March Prompt: Women’s History Month, Lub Hli Poj Niam.

maivmai
maivmai
Published in
2 min readMar 7, 2019
Illustration by Tou Yia Xiong — https://www.facebook.com/tou.y.xiong.7

At maivmai, we invite you to share stories about the influential womxn (Hmong/non-Hmong) you know—or may have read about—who have made an impact in your life.

She can be an overachiever in the public or private sphere, a shero at home or at work. Her contributions can be political or economic, affecting just her family and clan, taking place in the local community, and/or changing the world at large.

Tell us about their lives, the journeys their spirits have made both here and in the hereafter. What legacies have they carried, carved, and passed down to you? What about them inspires you to want more, do better, and fight harder?

Our womxn writers may also contemplate these questions about themselves. We encourage our male writers to think about the womxn in their lives.

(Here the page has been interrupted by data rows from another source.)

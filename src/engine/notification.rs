// ==========================================
// 蛋鸡场运营 ERP - 告警通知分发
// ==========================================
// 职责: 定义告警外发 trait (推送/短信/邮件等渠道由实现方提供)
// 说明: 分发是"发出即忘"的, 失败只记日志, 不影响告警持久化
// ==========================================

use crate::domain::alert::Alert;
use async_trait::async_trait;
use std::sync::{Arc, Mutex, MutexGuard};
use thiserror::Error;
use tokio::runtime::Handle;
use tokio::task::JoinSet;

#[derive(Error, Debug)]
pub enum DispatchError {
    #[error("通知渠道不可用: {0}")]
    ChannelUnavailable(String),

    #[error("通知发送失败: {0}")]
    SendFailed(String),
}

/// 告警通知分发器
#[async_trait]
pub trait NotificationDispatcher: Send + Sync {
    async fn dispatch(&self, alert: &Alert) -> Result<(), DispatchError>;
}

/// 空操作分发器 (测试或无外发渠道时使用)
#[derive(Debug, Clone, Default)]
pub struct NoOpDispatcher;

#[async_trait]
impl NotificationDispatcher for NoOpDispatcher {
    async fn dispatch(&self, alert: &Alert) -> Result<(), DispatchError> {
        tracing::debug!(alert_id = %alert.alert_id, "NoOpDispatcher: 跳过告警外发");
        Ok(())
    }
}

/// 仅写日志的分发器
#[derive(Debug, Clone, Default)]
pub struct LoggingDispatcher;

#[async_trait]
impl NotificationDispatcher for LoggingDispatcher {
    async fn dispatch(&self, alert: &Alert) -> Result<(), DispatchError> {
        tracing::info!(
            alert_id = %alert.alert_id,
            alert_type = %alert.alert_type,
            severity = %alert.severity,
            farm_section = alert.farm_section.as_deref().unwrap_or("-"),
            "告警通知: {}",
            alert.title
        );
        Ok(())
    }
}

// ==========================================
// DispatchQueue - 告警分发队列
// ==========================================
// 运行时内: 任务挂在 JoinSet 上, flush() 等待全部完成
// 运行时外: 临时建一个单线程运行时同步发送
// 两种情况下每条告警都会交给分发器
// ==========================================
pub struct DispatchQueue {
    dispatcher: Arc<dyn NotificationDispatcher>,
    runtime: Option<Handle>,
    pending: Mutex<JoinSet<()>>,
}

impl DispatchQueue {
    /// 创建分发队列; 构造时处于 tokio 运行时内则记住该运行时
    pub fn new(dispatcher: Arc<dyn NotificationDispatcher>) -> Self {
        Self {
            dispatcher,
            runtime: Handle::try_current().ok(),
            pending: Mutex::new(JoinSet::new()),
        }
    }

    /// 指定后台分发使用的运行时
    pub fn with_runtime(dispatcher: Arc<dyn NotificationDispatcher>, runtime: Handle) -> Self {
        Self {
            dispatcher,
            runtime: Some(runtime),
            pending: Mutex::new(JoinSet::new()),
        }
    }

    pub fn dispatcher(&self) -> Arc<dyn NotificationDispatcher> {
        self.dispatcher.clone()
    }

    fn guard(&self) -> MutexGuard<'_, JoinSet<()>> {
        self.pending.lock().unwrap_or_else(|e| e.into_inner())
    }

    /// 提交告警, 返回交给分发器的条数
    pub fn submit(&self, alerts: Vec<Alert>) -> usize {
        if alerts.is_empty() {
            return 0;
        }

        let runtime = self.runtime.clone().or_else(|| Handle::try_current().ok());
        match runtime {
            Some(handle) => {
                let mut pending = self.guard();
                // 回收已完成的任务
                while pending.try_join_next().is_some() {}

                let count = alerts.len();
                for alert in alerts {
                    let dispatcher = self.dispatcher.clone();
                    pending.spawn_on(
                        async move { dispatch_logged(dispatcher.as_ref(), &alert).await },
                        &handle,
                    );
                }
                count
            }
            None => self.dispatch_blocking(alerts),
        }
    }

    fn dispatch_blocking(&self, alerts: Vec<Alert>) -> usize {
        let runtime = match tokio::runtime::Builder::new_current_thread()
            .enable_all()
            .build()
        {
            Ok(runtime) => runtime,
            Err(e) => {
                tracing::error!(
                    error = %e,
                    count = alerts.len(),
                    "无法创建分发运行时, 告警未外发"
                );
                return 0;
            }
        };

        tracing::debug!(count = alerts.len(), "无 tokio 运行时, 同步外发告警");
        let dispatcher = self.dispatcher.as_ref();
        runtime.block_on(async {
            for alert in &alerts {
                dispatch_logged(dispatcher, alert).await;
            }
        });
        alerts.len()
    }

    /// 尚未完成的后台分发任务数
    pub fn pending(&self) -> usize {
        self.guard().len()
    }

    /// 等待全部后台分发完成, 返回完成的任务数
    pub async fn flush(&self) -> usize {
        let mut pending = std::mem::take(&mut *self.guard());
        let mut completed = 0;
        while let Some(joined) = pending.join_next().await {
            if let Err(e) = joined {
                tracing::warn!(error = %e, "告警分发任务异常结束");
            }
            completed += 1;
        }
        completed
    }
}

async fn dispatch_logged(dispatcher: &dyn NotificationDispatcher, alert: &Alert) {
    if let Err(e) = dispatcher.dispatch(alert).await {
        tracing::warn!(alert_id = %alert.alert_id, error = %e, "告警外发失败");
    }
}

#[cfg(test)]
mod tests {
    use super::*;
    use chrono::NaiveDate;
    use std::sync::atomic::{AtomicUsize, Ordering};

    fn sample_alert() -> Alert {
        Alert {
            alert_id: "a-1".to_string(),
            alert_type: "low_stock".to_string(),
            severity: "warning".to_string(),
            title: "库存不足: 玉米".to_string(),
            message: "test".to_string(),
            farm_section: None,
            is_read: false,
            created_at: NaiveDate::from_ymd_opt(2025, 8, 1)
                .unwrap()
                .and_hms_opt(8, 0, 0)
                .unwrap(),
        }
    }

    struct CountingDispatcher {
        sent: AtomicUsize,
        fail: bool,
    }

    #[async_trait]
    impl NotificationDispatcher for CountingDispatcher {
        async fn dispatch(&self, _alert: &Alert) -> Result<(), DispatchError> {
            self.sent.fetch_add(1, Ordering::SeqCst);
            if self.fail {
                Err(DispatchError::ChannelUnavailable("sms".to_string()))
            } else {
                Ok(())
            }
        }
    }

    fn counting(fail: bool) -> Arc<CountingDispatcher> {
        Arc::new(CountingDispatcher {
            sent: AtomicUsize::new(0),
            fail,
        })
    }

    #[test]
    fn test_submit_without_runtime_dispatches_synchronously() {
        let dispatcher = counting(false);
        let queue = DispatchQueue::new(dispatcher.clone());

        let handed = queue.submit(vec![sample_alert(), sample_alert()]);

        assert_eq!(handed, 2);
        assert_eq!(dispatcher.sent.load(Ordering::SeqCst), 2);
        assert_eq!(queue.pending(), 0);
    }

    #[test]
    fn test_failed_dispatch_without_runtime_is_logged_only() {
        let dispatcher = counting(true);
        let queue = DispatchQueue::new(dispatcher.clone());

        assert_eq!(queue.submit(vec![sample_alert()]), 1);
        assert_eq!(dispatcher.sent.load(Ordering::SeqCst), 1);
    }

    #[tokio::test]
    async fn test_submit_inside_runtime_then_flush() {
        let dispatcher = counting(false);
        let queue = DispatchQueue::new(dispatcher.clone());

        assert_eq!(queue.submit(vec![sample_alert(), sample_alert()]), 2);
        assert_eq!(queue.flush().await, 2);
        assert_eq!(dispatcher.sent.load(Ordering::SeqCst), 2);
        assert_eq!(queue.pending(), 0);
    }

    #[test]
    fn test_submit_on_injected_runtime() {
        let runtime = tokio::runtime::Builder::new_multi_thread()
            .worker_threads(1)
            .enable_all()
            .build()
            .unwrap();
        let dispatcher = counting(false);
        let queue = DispatchQueue::with_runtime(dispatcher.clone(), runtime.handle().clone());

        assert_eq!(queue.submit(vec![sample_alert()]), 1);
        assert_eq!(runtime.block_on(queue.flush()), 1);
        assert_eq!(dispatcher.sent.load(Ordering::SeqCst), 1);
    }

    #[tokio::test]
    async fn test_logging_dispatcher_ok() {
        assert!(LoggingDispatcher.dispatch(&sample_alert()).await.is_ok());
    }
}
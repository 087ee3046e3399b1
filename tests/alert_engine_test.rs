// ==========================================
// 阈值告警引擎集成测试
// ==========================================
// 测试范围:
// 1. 低库存命中 → 告警入库 + 分发
// 2. 去重窗口内不重复告警, 窗口外再次告警
// 3. 阈值停用后不再评估
// 4. 外发失败只记日志, 告警照常入库
// ==========================================

mod test_helpers;

use async_trait::async_trait;
use chrono::Duration;
use poultry_farm_erp::domain::Alert;
use poultry_farm_erp::engine::{
    AlertEngineConfig, DispatchError, FarmRepositories, InMemoryDedupStore,
    NotificationDispatcher, ThresholdAlertEngine,
};
use std::sync::atomic::{AtomicUsize, Ordering};
use std::sync::Arc;
use test_helpers::{datetime, inventory_item, setup_repositories};
use tokio::sync::mpsc;

struct ChannelDispatcher {
    tx: mpsc::UnboundedSender<Alert>,
}

#[async_trait]
impl NotificationDispatcher for ChannelDispatcher {
    async fn dispatch(&self, alert: &Alert) -> Result<(), DispatchError> {
        self.tx
            .send(alert.clone())
            .map_err(|e| DispatchError::ChannelUnavailable(e.to_string()))
    }
}

struct FailingDispatcher {
    attempts: AtomicUsize,
}

#[async_trait]
impl NotificationDispatcher for FailingDispatcher {
    async fn dispatch(&self, _alert: &Alert) -> Result<(), DispatchError> {
        self.attempts.fetch_add(1, Ordering::SeqCst);
        Err(DispatchError::SendFailed("短信网关超时".to_string()))
    }
}

fn build_engine(
    repos: &FarmRepositories,
) -> (ThresholdAlertEngine, mpsc::UnboundedReceiver<Alert>) {
    let (tx, rx) = mpsc::unbounded_channel();
    let engine = ThresholdAlertEngine::new(
        Arc::new(repos.clone()),
        Arc::new(InMemoryDedupStore::new()),
        Arc::new(ChannelDispatcher { tx }),
        AlertEngineConfig::default(),
    );
    (engine, rx)
}

#[tokio::test]
async fn test_low_stock_alert_persisted_and_dispatched() {
    let (_tmp, repos) = setup_repositories();
    repos
        .inventory_repo
        .upsert(&inventory_item("corn", 20.0, Some(100.0)))
        .unwrap();
    repos
        .inventory_repo
        .upsert(&inventory_item("soy", 90.0, Some(100.0)))
        .unwrap();
    repos
        .threshold_repo
        .insert("low_stock_percent", 25.0, "lte", "critical")
        .unwrap();

    let (engine, mut rx) = build_engine(&repos);
    let result = engine.evaluate(datetime(2025, 8, 1, 8, 0)).unwrap();

    assert_eq!(result.breaches, 1);
    assert_eq!(result.alerts_created.len(), 1);
    assert_eq!(result.dispatched, 1);

    let stored = repos.alert_repo.list(true, 10).unwrap();
    assert_eq!(stored.len(), 1);
    assert_eq!(stored[0].severity, "critical");
    assert_eq!(stored[0].farm_section.as_deref(), Some("饲料库"));
    assert!(stored[0].message.contains("20.0%"));
    assert!(!stored[0].is_read);

    let dispatched = rx.recv().await.unwrap();
    assert_eq!(dispatched.alert_id, stored[0].alert_id);
}

#[tokio::test]
async fn test_dedup_window_across_passes() {
    let (_tmp, repos) = setup_repositories();
    repos
        .inventory_repo
        .upsert(&inventory_item("corn", 5.0, Some(100.0)))
        .unwrap();
    repos
        .threshold_repo
        .insert("low_stock_absolute", 10.0, "<=", "warning")
        .unwrap();

    let (engine, _rx) = build_engine(&repos);
    let t0 = datetime(2025, 8, 1, 8, 0);

    assert_eq!(engine.evaluate(t0).unwrap().alerts_created.len(), 1);
    assert_eq!(
        engine
            .evaluate(t0 + Duration::minutes(30))
            .unwrap()
            .alerts_created
            .len(),
        0
    );
    assert_eq!(repos.alert_repo.count().unwrap(), 1);

    assert_eq!(
        engine
            .evaluate(t0 + Duration::minutes(61))
            .unwrap()
            .alerts_created
            .len(),
        1
    );
    assert_eq!(repos.alert_repo.count().unwrap(), 2);
}

#[tokio::test]
async fn test_inactive_threshold_not_evaluated() {
    let (_tmp, repos) = setup_repositories();
    repos
        .inventory_repo
        .upsert(&inventory_item("corn", 1.0, Some(100.0)))
        .unwrap();
    let id = repos
        .threshold_repo
        .insert("low_stock_percent", 50.0, "lte", "warning")
        .unwrap();
    repos.threshold_repo.set_active(id, false).unwrap();

    let (engine, _rx) = build_engine(&repos);
    let result = engine.evaluate(datetime(2025, 8, 1, 8, 0)).unwrap();

    assert_eq!(result.evaluated_pairs, 0);
    assert_eq!(repos.alert_repo.count().unwrap(), 0);
}

#[tokio::test(flavor = "multi_thread", worker_threads = 2)]
async fn test_dispatch_failure_does_not_affect_pass() {
    let (_tmp, repos) = setup_repositories();
    repos
        .inventory_repo
        .upsert(&inventory_item("corn", 10.0, Some(100.0)))
        .unwrap();
    repos
        .threshold_repo
        .insert("low_stock_percent", 30.0, "lte", "warning")
        .unwrap();

    let dispatcher = Arc::new(FailingDispatcher {
        attempts: AtomicUsize::new(0),
    });
    let engine = ThresholdAlertEngine::new(
        Arc::new(repos.clone()),
        Arc::new(InMemoryDedupStore::new()),
        dispatcher.clone(),
        AlertEngineConfig::default(),
    );

    let result = engine.evaluate(datetime(2025, 8, 1, 8, 0)).unwrap();
    assert_eq!(result.alerts_created.len(), 1);
    assert_eq!(result.dispatched, 1);
    assert_eq!(result.failed, 0);

    assert_eq!(engine.flush_dispatches().await, 1);
    assert_eq!(dispatcher.attempts.load(Ordering::SeqCst), 1);

    let stored = repos.alert_repo.list(false, 10).unwrap();
    assert_eq!(stored.len(), 1);
    assert_eq!(stored[0].alert_id, result.alerts_created[0].alert_id);
}

#[test]
fn test_dispatch_without_runtime_still_reaches_dispatcher() {
    let (_tmp, repos) = setup_repositories();
    repos
        .inventory_repo
        .upsert(&inventory_item("corn", 10.0, Some(100.0)))
        .unwrap();
    repos
        .threshold_repo
        .insert("low_stock_percent", 30.0, "lte", "warning")
        .unwrap();

    let (engine, mut rx) = build_engine(&repos);
    let result = engine.evaluate(datetime(2025, 8, 1, 8, 0)).unwrap();

    assert_eq!(result.dispatched, 1);
    let dispatched = rx.try_recv().unwrap();
    assert_eq!(dispatched.alert_id, result.alerts_created[0].alert_id);
}
// ==========================================
// 蛋鸡场运营 ERP - 应用状态
// ==========================================
// 职责: 管理应用级别的共享状态和API实例
// ==========================================

use rusqlite::Connection;
use std::sync::{Arc, Mutex};

use crate::api::{ActivityApi, AlertApi, CostApi, PayrollApi};
use crate::config::config_manager::ConfigManager;
use crate::db::{init_schema, open_sqlite_connection};
use crate::engine::{
    AlertDedupStore, CostAllocationEngine, FarmRepositories, InMemoryDedupStore,
    LoggingDispatcher, NotificationDispatcher, PayrollEngine, ThresholdAlertEngine,
};

/// 应用状态
///
/// 所有仓储共享同一个数据库连接
pub struct AppState {
    /// 数据库路径
    pub db_path: String,

    pub config_manager: Arc<ConfigManager>,
    pub repositories: FarmRepositories,

    pub cost_engine: Arc<CostAllocationEngine>,
    pub alert_engine: Arc<ThresholdAlertEngine>,
    pub payroll_engine: Arc<PayrollEngine>,

    pub activity_api: Arc<ActivityApi>,
    pub cost_api: Arc<CostApi>,
    pub alert_api: Arc<AlertApi>,
    pub payroll_api: Arc<PayrollApi>,
}

impl AppState {
    /// 创建新的AppState实例
    ///
    /// # 参数
    /// - db_path: 数据库文件路径（不存在时自动创建并建表）
    ///
    /// # 返回
    /// - Ok(AppState)
    /// - Err(String): 初始化错误
    pub fn new(db_path: String) -> Result<Self, String> {
        Self::with_dispatcher(db_path, Arc::new(LoggingDispatcher))
    }

    /// 使用指定的告警分发器创建 AppState
    pub fn with_dispatcher(
        db_path: String,
        dispatcher: Arc<dyn NotificationDispatcher>,
    ) -> Result<Self, String> {
        tracing::info!("初始化AppState，数据库路径: {}", db_path);

        let conn = open_sqlite_connection(&db_path)
            .map_err(|e| format!("无法打开数据库: {}", e))?;
        init_schema(&conn).map_err(|e| format!("数据库建表失败: {}", e))?;
        let conn: Arc<Mutex<Connection>> = Arc::new(Mutex::new(conn));

        // ==========================================
        // 配置 + Repository层
        // ==========================================
        let config_manager = Arc::new(
            ConfigManager::from_connection(conn.clone())
                .map_err(|e| format!("无法创建ConfigManager: {}", e))?,
        );
        let repositories = FarmRepositories::from_connection(conn);

        // ==========================================
        // Engine层
        // ==========================================
        let cost_config = config_manager
            .load_cost_engine_config()
            .map_err(|e| format!("成本引擎配置加载失败: {}", e))?;
        let alert_config = config_manager
            .load_alert_engine_config()
            .map_err(|e| format!("告警引擎配置加载失败: {}", e))?;

        let data = Arc::new(repositories.clone());
        let cost_engine = Arc::new(CostAllocationEngine::new(data.clone(), cost_config));

        let dedup: Arc<dyn AlertDedupStore> = Arc::new(InMemoryDedupStore::new());
        let alert_engine = Arc::new(ThresholdAlertEngine::new(
            data.clone(),
            dedup,
            dispatcher,
            alert_config,
        ));
        let payroll_engine = Arc::new(PayrollEngine::new(data));

        // ==========================================
        // API层
        // ==========================================
        let activity_api = Arc::new(ActivityApi::new(
            repositories.daily_log_repo.clone(),
            repositories.feed_batch_repo.clone(),
            repositories.operating_cost_repo.clone(),
            repositories.inventory_repo.clone(),
        ));
        let cost_api = Arc::new(CostApi::new(
            cost_engine.clone(),
            repositories.daily_cost_repo.clone(),
        ));
        let alert_api = Arc::new(AlertApi::new(
            alert_engine.clone(),
            repositories.alert_repo.clone(),
            repositories.threshold_repo.clone(),
        ));
        let payroll_api = Arc::new(PayrollApi::new(
            payroll_engine.clone(),
            repositories.payroll_repo.clone(),
        ));

        tracing::info!("AppState初始化完成");

        Ok(Self {
            db_path,
            config_manager,
            repositories,
            cost_engine,
            alert_engine,
            payroll_engine,
            activity_api,
            cost_api,
            alert_api,
            payroll_api,
        })
    }
}

/// 默认数据库路径
///
/// 优先级: POULTRY_ERP_DB_PATH 环境变量 > 用户数据目录 > 当前目录
pub fn get_default_db_path() -> String {
    use std::path::PathBuf;

    if let Ok(path) = std::env::var("POULTRY_ERP_DB_PATH") {
        let trimmed = path.trim();
        if !trimmed.is_empty() {
            return trimmed.to_string();
        }
    }

    let mut path = PathBuf::from("./poultry_farm_erp.db");

    if let Some(data_dir) = dirs::data_dir() {
        let dir = data_dir.join("poultry-farm-erp");
        // 目录创建失败时退回当前目录
        if std::fs::create_dir_all(&dir).is_ok() {
            path = dir.join("poultry_farm_erp.db");
        }
    }

    path.to_string_lossy().to_string()
}

#[cfg(test)]
mod tests {
    use super::*;
    use crate::engine::NoOpDispatcher;
    use tempfile::TempDir;

    #[test]
    fn test_app_state_initializes_fresh_database() {
        let dir = TempDir::new().unwrap();
        let db_path = dir.path().join("erp.db").to_string_lossy().to_string();

        let state = AppState::with_dispatcher(db_path.clone(), Arc::new(NoOpDispatcher)).unwrap();
        assert_eq!(state.db_path, db_path);
        assert_eq!(state.cost_engine.config().feed_batch_lookback, 5);

        // 重复打开同一库（建表幂等）
        assert!(AppState::new(db_path).is_ok());
    }
}
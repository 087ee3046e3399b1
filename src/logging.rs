// ==========================================
// 日志系统初始化
// ==========================================
// 使用 tracing 和 tracing-subscriber
// 支持环境变量配置日志级别与输出格式
// ==========================================

use tracing_subscriber::{fmt, EnvFilter};

/// 初始化日志系统
///
/// # 环境变量
/// - RUST_LOG: 日志级别过滤器（默认: info）
///   例如: RUST_LOG=debug 或 RUST_LOG=poultry_farm_erp::engine=trace
/// - POULTRY_ERP_LOG_FORMAT: 设为 `json` 时输出 JSON 行日志
///
/// # 示例
/// ```no_run
/// use poultry_farm_erp::logging;
/// logging::init();
/// ```
pub fn init() {
    // 从环境变量读取日志级别，默认为 info
    let filter = EnvFilter::try_from_default_env()
        .unwrap_or_else(|_| EnvFilter::new("info"));

    let json = std::env::var("POULTRY_ERP_LOG_FORMAT")
        .map(|v| v.trim().eq_ignore_ascii_case("json"))
        .unwrap_or(false);

    if json {
        let _ = fmt()
            .json()
            .with_env_filter(filter)
            .with_target(true)
            .try_init();
    } else {
        let _ = fmt()
            .with_env_filter(filter)
            .with_target(true)
            .with_thread_ids(false)
            .with_line_number(true)
            .try_init();
    }
}

/// 初始化测试环境的日志系统
///
/// 使用更详细的日志级别，便于调试
pub fn init_test() {
    let _ = fmt()
        .with_env_filter(EnvFilter::new("debug"))
        .with_test_writer()
        .try_init();
}
// ==========================================
// 蛋鸡场运营 ERP - 日成本仓储
// ==========================================
// 写入口径: INSERT ... ON CONFLICT(cost_date) DO UPDATE
// 单条语句完成"存在则覆写, 否则插入", 同一日期不会出现重复行
// 数值与分摊模式均未变化时保留原 updated_at, 重算结果逐字段一致
// ==========================================

use crate::domain::cost::DailyCost;
use crate::domain::types::AllocationMode;
use crate::repository::error::{RepositoryError, RepositoryResult};
use chrono::NaiveDate;
use rusqlite::types::Type;
use rusqlite::{params, Connection, OptionalExtension, Result as SqliteResult, Row};
use std::sync::{Arc, Mutex};

const SELECT_COLUMNS: &str = r#"
    SELECT cost_date, total_feed_cost, total_eggs_produced, feed_cost_per_egg,
           fixed_cost_per_egg, total_cost_per_egg, suggested_price_grade_a,
           suggested_price_grade_b, suggested_price_grade_c, allocation, updated_at
    FROM daily_cost
"#;

fn map_row(row: &Row<'_>) -> SqliteResult<DailyCost> {
    let raw_allocation: String = row.get(9)?;
    let allocation = AllocationMode::parse(&raw_allocation).ok_or_else(|| {
        rusqlite::Error::FromSqlConversionFailure(
            9,
            Type::Text,
            format!("未知分摊模式: {}", raw_allocation).into(),
        )
    })?;

    Ok(DailyCost {
        cost_date: row.get(0)?,
        total_feed_cost: row.get(1)?,
        total_eggs_produced: row.get(2)?,
        feed_cost_per_egg: row.get(3)?,
        fixed_cost_per_egg: row.get(4)?,
        total_cost_per_egg: row.get(5)?,
        suggested_price_grade_a: row.get(6)?,
        suggested_price_grade_b: row.get(7)?,
        suggested_price_grade_c: row.get(8)?,
        allocation,
        updated_at: row.get(10)?,
    })
}

/// 日成本仓储
pub struct DailyCostRepository {
    conn: Arc<Mutex<Connection>>,
}

impl DailyCostRepository {
    pub fn new(db_path: &str) -> RepositoryResult<Self> {
        let conn = crate::db::open_sqlite_connection(db_path)?;
        Ok(Self {
            conn: Arc::new(Mutex::new(conn)),
        })
    }

    pub fn from_connection(conn: Arc<Mutex<Connection>>) -> Self {
        Self { conn }
    }

    fn get_conn(&self) -> RepositoryResult<std::sync::MutexGuard<Connection>> {
        self.conn
            .lock()
            .map_err(|e| RepositoryError::LockError(e.to_string()))
    }

    /// 原子 upsert 日成本
    pub fn upsert(&self, record: &DailyCost) -> RepositoryResult<()> {
        let conn = self.get_conn()?;
        conn.execute(
            r#"
            INSERT INTO daily_cost (
                cost_date, total_feed_cost, total_eggs_produced, feed_cost_per_egg,
                fixed_cost_per_egg, total_cost_per_egg, suggested_price_grade_a,
                suggested_price_grade_b, suggested_price_grade_c, allocation, updated_at
            ) VALUES (?1, ?2, ?3, ?4, ?5, ?6, ?7, ?8, ?9, ?10, ?11)
            ON CONFLICT(cost_date) DO UPDATE SET
                total_feed_cost = excluded.total_feed_cost,
                total_eggs_produced = excluded.total_eggs_produced,
                feed_cost_per_egg = excluded.feed_cost_per_egg,
                fixed_cost_per_egg = excluded.fixed_cost_per_egg,
                total_cost_per_egg = excluded.total_cost_per_egg,
                suggested_price_grade_a = excluded.suggested_price_grade_a,
                suggested_price_grade_b = excluded.suggested_price_grade_b,
                suggested_price_grade_c = excluded.suggested_price_grade_c,
                allocation = excluded.allocation,
                updated_at = CASE
                    WHEN daily_cost.total_feed_cost IS excluded.total_feed_cost
                     AND daily_cost.total_eggs_produced IS excluded.total_eggs_produced
                     AND daily_cost.feed_cost_per_egg IS excluded.feed_cost_per_egg
                     AND daily_cost.fixed_cost_per_egg IS excluded.fixed_cost_per_egg
                     AND daily_cost.total_cost_per_egg IS excluded.total_cost_per_egg
                     AND daily_cost.suggested_price_grade_a IS excluded.suggested_price_grade_a
                     AND daily_cost.suggested_price_grade_b IS excluded.suggested_price_grade_b
                     AND daily_cost.suggested_price_grade_c IS excluded.suggested_price_grade_c
                     AND daily_cost.allocation IS excluded.allocation
                    THEN daily_cost.updated_at
                    ELSE excluded.updated_at
                END
            "#,
            params![
                record.cost_date,
                record.total_feed_cost,
                record.total_eggs_produced,
                record.feed_cost_per_egg,
                record.fixed_cost_per_egg,
                record.total_cost_per_egg,
                record.suggested_price_grade_a,
                record.suggested_price_grade_b,
                record.suggested_price_grade_c,
                record.allocation.as_str(),
                record.updated_at,
            ],
        )?;
        Ok(())
    }

    /// 按日期查询
    pub fn find_by_date(&self, date: NaiveDate) -> RepositoryResult<Option<DailyCost>> {
        let conn = self.get_conn()?;
        let sql = format!("{} WHERE cost_date = ?1", SELECT_COLUMNS);
        let record = conn.query_row(&sql, params![date], map_row).optional()?;
        Ok(record)
    }

    /// 按日期范围查询（含两端）
    pub fn find_by_date_range(
        &self,
        start_date: NaiveDate,
        end_date: NaiveDate,
    ) -> RepositoryResult<Vec<DailyCost>> {
        let conn = self.get_conn()?;
        let sql = format!(
            "{} WHERE cost_date BETWEEN ?1 AND ?2 ORDER BY cost_date",
            SELECT_COLUMNS
        );
        let mut stmt = conn.prepare(&sql)?;
        let records = stmt
            .query_map(params![start_date, end_date], map_row)?
            .collect::<SqliteResult<Vec<DailyCost>>>()?;
        Ok(records)
    }

    /// 指定日期的行数（用于幂等性校验）
    pub fn count_by_date(&self, date: NaiveDate) -> RepositoryResult<i64> {
        let conn = self.get_conn()?;
        let count: i64 = conn.query_row(
            "SELECT COUNT(*) FROM daily_cost WHERE cost_date = ?1",
            params![date],
            |row| row.get(0),
        )?;
        Ok(count)
    }
}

These stories by and about womxn might also dwell on Hmong (and other) womxn’s words, roles, and spaces as well.

Poj niam, poj laib, poj nrauj. Hluas nkauj, nkauj ntsuab. Me ntxhais, me nyab, me maiv.

What or how do we call, name, and invoke Hmong womxn in positive, negative, growing, and changing ways? Can we reclaim the Hmong womxn we have disowned? In what ways do we love, hurt, and conceal these Hmong womxn? What contributions do Hmong womxn bring to the table during Women’s History Month and beyond?

Additionally, what is a “woman’s place”? How do we define “women’s work” and “girls’ jobs” as opposed to “men’s real work” or “boys’ things”.

And finally, what kind of futures do we imagine incorporating Hmong womxn’s and girls’ histories, successes, and achievements? Women’s History Month, although celebrating and focusing on womxn is also about the successes and future victories in the greater quest for equality and justice for all.